Donne forti (e sante)

Ricordando il ruolo che ha avuto la Chiesa per liberare le donne dalla condizione in cui erano sottomesse, PRIMO SOLDI ci parla del caso di Asia Bibi, condannata a morte perché cristiana

Nel mese di novembre la chiesa ricorda tra le “donne forti” Elisabetta D’Ungheria, Santa Cecilia, Santa Caterina D’Alessandria. Benedetto XVI tra il 2010 e il 2011 dedicò ben 16 catechesi alle donne sante. Memorabile fu la catechesi dedicata a Santa Giovanna D’arco il 26 gennaio 2011. Il libro dei Proverbi che leggeremo questa sera in tutte le chiese pone questo interrogativo: “Una donna forte chi potrà trovarla? Ben superiore alle perle è il suo valore. In lei confida il cuore del marito… si procura lana e lino e li lavora volentieri con le mani… stende le mani al povero” (Pr 31).

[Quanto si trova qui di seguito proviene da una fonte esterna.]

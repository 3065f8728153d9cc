// SPDX-License-Identifier: MIT
//
// Copyright (c) 2025 Alexandre Severino
//
// Permission is hereby granted, free of charge, to any person obtaining a copy
// of this software and associated documentation files (the "Software"), to deal
// in the Software without restriction, including without limitation the rights
// to use, copy, modify, merge, publish, distribute, sublicense, and/or sell
// copies of the Software, and to permit persons to whom the Software is
// furnished to do so, subject to the following conditions:
//
// The above copyright notice and this permission notice shall be included in
// all copies or substantial portions of the Software.
//
// THE SOFTWARE IS PROVIDED "AS IS", WITHOUT WARRANTY OF ANY KIND, EXPRESS OR
// IMPLIED, INCLUDING BUT NOT LIMITED TO THE WARRANTIES OF MERCHANTABILITY,
// FITNESS FOR A PARTICULAR PURPOSE AND NONINFRINGEMENT. IN NO EVENT SHALL THE
// AUTHORS OR COPYRIGHT HOLDERS BE LIABLE FOR ANY CLAIM, DAMAGES OR OTHER
// LIABILITY, WHETHER IN AN ACTION OF CONTRACT, TORT OR OTHERWISE, ARISING FROM,
// OUT OF OR IN CONNECTION WITH THE SOFTWARE OR THE USE OR OTHER DEALINGS IN THE
// SOFTWARE.

use crate::rect::Rect;

/// Scrolling view over the map, kept inside the map bounds.
#[derive(Clone, Debug, PartialEq)]
pub struct Camera {
    /// Offset added to world coordinates to get screen coordinates. Never
    /// positive on either axis.
    pub origin: (i32, i32),
    pub viewport_size: (i32, i32),
    pub map_size: (i32, i32),
}

impl Camera {
    pub fn new(viewport_size: (i32, i32), map_size: (i32, i32)) -> Self {
        Self {
            origin: (0, 0),
            viewport_size,
            map_size,
        }
    }

    /// Centers the view on `target`, then clamps so nothing past the map edge
    /// is shown. On an axis where the map is smaller than the viewport, the
    /// map is pinned to the top-left corner.
    pub fn update(&mut self, target: &Rect) {
        let (cx, cy) = target.center();
        let x = -cx + self.viewport_size.0 / 2;
        let y = -cy + self.viewport_size.1 / 2;
        self.origin = (
            clamp_axis(x, self.map_size.0, self.viewport_size.0),
            clamp_axis(y, self.map_size.1, self.viewport_size.1),
        );
    }

    pub fn apply(&self, rect: &Rect) -> Rect {
        rect.translate(self.origin.0, self.origin.1)
    }

    /// The visible part of the map in world coordinates.
    pub fn viewport(&self) -> Rect {
        Rect::new(
            -self.origin.0,
            -self.origin.1,
            self.viewport_size.0,
            self.viewport_size.1,
        )
    }
}

fn clamp_axis(value: i32, map: i32, view: i32) -> i32 {
    if map <= view {
        return 0;
    }
    // left/top first, then right/bottom
    value.min(0).max(-(map - view))
}

#[cfg(test)]
mod tests {
    use super::*;

    fn tile(x: i32, y: i32) -> Rect {
        Rect::new(x * 32, y * 32, 32, 32)
    }

    #[test]
    fn test_centers_on_target_in_the_middle() {
        let mut camera = Camera::new((800, 640), (3200, 3200));
        camera.update(&tile(50, 50));
        assert_eq!(camera.origin, (-(1616 - 400), -(1616 - 320)));
        assert_eq!(camera.apply(&tile(50, 50)), Rect::new(384, 304, 32, 32));
    }

    #[test]
    fn test_clamps_at_every_edge() {
        let mut camera = Camera::new((800, 640), (1600, 1280));
        camera.update(&tile(0, 0));
        assert_eq!(camera.origin, (0, 0));
        camera.update(&tile(49, 39));
        assert_eq!(camera.origin, (-800, -640));
    }

    #[test]
    fn test_viewport_stays_inside_map() {
        let map = (1600, 1280);
        let bounds = Rect::new(0, 0, map.0, map.1);
        let mut camera = Camera::new((800, 640), map);
        for x in -10..70 {
            for y in -10..60 {
                camera.update(&tile(x, y));
                assert!(bounds.contains_rect(&camera.viewport()), "target ({}, {})", x, y);
            }
        }
    }

    #[test]
    fn test_update_is_idempotent() {
        let mut camera = Camera::new((800, 640), (1600, 1280));
        camera.update(&tile(30, 7));
        let once = camera.clone();
        camera.update(&tile(30, 7));
        assert_eq!(camera, once);
    }

    #[test]
    fn test_small_map_is_pinned() {
        let mut camera = Camera::new((800, 640), (320, 1280));
        camera.update(&tile(9, 30));
        assert_eq!(camera.origin.0, 0);
        assert_eq!(camera.origin.1, -640);
    }
}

Forse tanti tra di noi leggendo questo ritratto della donna forte ripensano alla propria mamma; io sono tra questi. Bisogna riconoscere che fu il cristianesimo a restituire alla donna tutta la sua dignità. Basta leggere a questo proposito il grande libro di Gustave Bardy La conversione al cristianesimo nei primi secoli. “Illusorio è il fascino e fugace la bellezza, ma la donna che teme Dio è da lodare. Siatene riconoscenti”.

San Giovanni Paolo II il 15 agosto 1988 dedicò alla figura della donna una delle sue più belle encicliche: Mulieris dignitatem. Non è un caso che nel momento in cui in certi paesi la donna torna ad essere venduta come schiava, ad essere abusata e uccisa, sul finire dell’anno liturgico la Chiesa ci faccia riflettere sull’importanza della donna e sulla parabola dei talenti. Il talento femminile da rivalutare è uno dei segni dei tempi. Inoltre non dimentichiamo che al centro dell’avvento c’è la figura della Madonna, celebrata l’8 dicembre come Immacolata. Ma io vorrei soffermarmi su una figura di una donna forte che è sotto gli occhi del mondo per il supplizio a cui è stata ingiustamente condannata e come sepolta viva da cinque anni nel carcere di Sheikhupura Multan in Pakistan: Asia Bibi. 

Chi è Asia Bibi? Era il 19 giugno 2009 quando questa contadina fu accusata di blasfemia e arrestata. Nessuna prova convincente contro di lei, ma solo la denuncia di alcune vicine astiose, dopo una lite durante la raccolta di bacche da falsa. Condannata a morte, nonostante i testimoni abbiano ritrattato, recentemente l’Alta Corte di Lahore ha confermato la sentenza di condanna. Ora non resta che sperare nell’ultimo grado di giudizio della Corte Suprema. Asia Bibi è ormai il simbolo degli abusi prodotti dalla cosiddetta legge “antiblasfemia”: i due articoli del codice penale pachistano che prevedono la pena capitale per chi offende l’islam. Il marito di Asia Bibi, Ashig Masih, con le figlie Isham e Sidra, sono vicini alla loro mamma con la preghiera che recitano tutti i giorni: “Ti rendo grazie Signore con tutto il cuore. Nel giorno in cui ti ho invocato mi hai risposto, hai accresciuto in me la forza. Eccelso è il Signore e guarda verso l’umile. Se cammino in mezzo alla sventura Tu mi ridoni vita. Stendi la mano e la tua destra mi salva. Il Signore completerà per me l’opera Sua” (salmo 128).

Cosi prega la donna forte racchiusa in cella nel braccio della morte, così pregano il marito e i figli. Da cinque anni Asia non può più abbracciare i suoi figli. “Restiamo uniti, dice il marito, lei è presente nei nostri cuori. Noi crediamo che la preghiera possa aprire tutte le porte, anche quelle del carcere. La fede è la sua roccia, la Bibbia è la sua compagnia quotidiana; confida in Dio e nel suo amore. Per questo è viva”.

Ecco una nuova Giovanna D’Arco, ecco le donne forti che dovrebbero fare arrossire i nostri governanti che continuano ad abbattere con nuove leggi quel che resta della famiglia. Qui non si fa che parlare di morte-suicidio assistito, di divorzio breve, di famiglie gay… cercano di coprire i dissesti economici del paese abbattendo la Chiesa. Di tutti i talenti che il Signore ci ha dato da far fruttare il più grande in questo momento è quello di stare di fronte a queste donne martiri, che oggi fanno la storia e non indietreggiano di fronte a norme che cercano perfino di cancellare il nome madre o mamma dal vocabolario. Non praevalebunt!